- About this task:
Scan the entries that follow for the word "KgContext", then report every line in which it appears.

*** Opening of Supplied entries ***

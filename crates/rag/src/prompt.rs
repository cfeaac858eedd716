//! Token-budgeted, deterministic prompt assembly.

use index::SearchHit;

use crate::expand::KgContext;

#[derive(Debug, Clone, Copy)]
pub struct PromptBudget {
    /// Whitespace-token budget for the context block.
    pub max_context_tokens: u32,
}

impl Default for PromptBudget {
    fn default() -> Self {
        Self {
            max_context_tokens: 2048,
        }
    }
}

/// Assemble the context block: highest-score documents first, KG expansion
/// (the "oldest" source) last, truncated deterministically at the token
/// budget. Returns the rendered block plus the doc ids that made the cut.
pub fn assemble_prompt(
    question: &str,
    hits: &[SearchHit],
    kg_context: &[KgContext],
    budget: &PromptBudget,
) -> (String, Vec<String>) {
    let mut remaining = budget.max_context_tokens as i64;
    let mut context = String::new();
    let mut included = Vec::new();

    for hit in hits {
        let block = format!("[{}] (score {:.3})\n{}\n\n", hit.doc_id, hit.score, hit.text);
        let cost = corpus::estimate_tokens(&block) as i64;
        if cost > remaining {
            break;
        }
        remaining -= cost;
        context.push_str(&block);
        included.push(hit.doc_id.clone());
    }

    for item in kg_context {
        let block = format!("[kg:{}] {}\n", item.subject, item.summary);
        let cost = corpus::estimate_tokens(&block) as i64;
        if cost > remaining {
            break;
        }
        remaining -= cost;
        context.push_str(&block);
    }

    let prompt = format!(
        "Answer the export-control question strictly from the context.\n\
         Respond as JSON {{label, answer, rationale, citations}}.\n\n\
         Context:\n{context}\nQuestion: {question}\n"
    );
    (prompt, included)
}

*** Close of Supplied entries ***

- Solution:
use crate::expand::KgContext;
    kg_context: &[KgContext],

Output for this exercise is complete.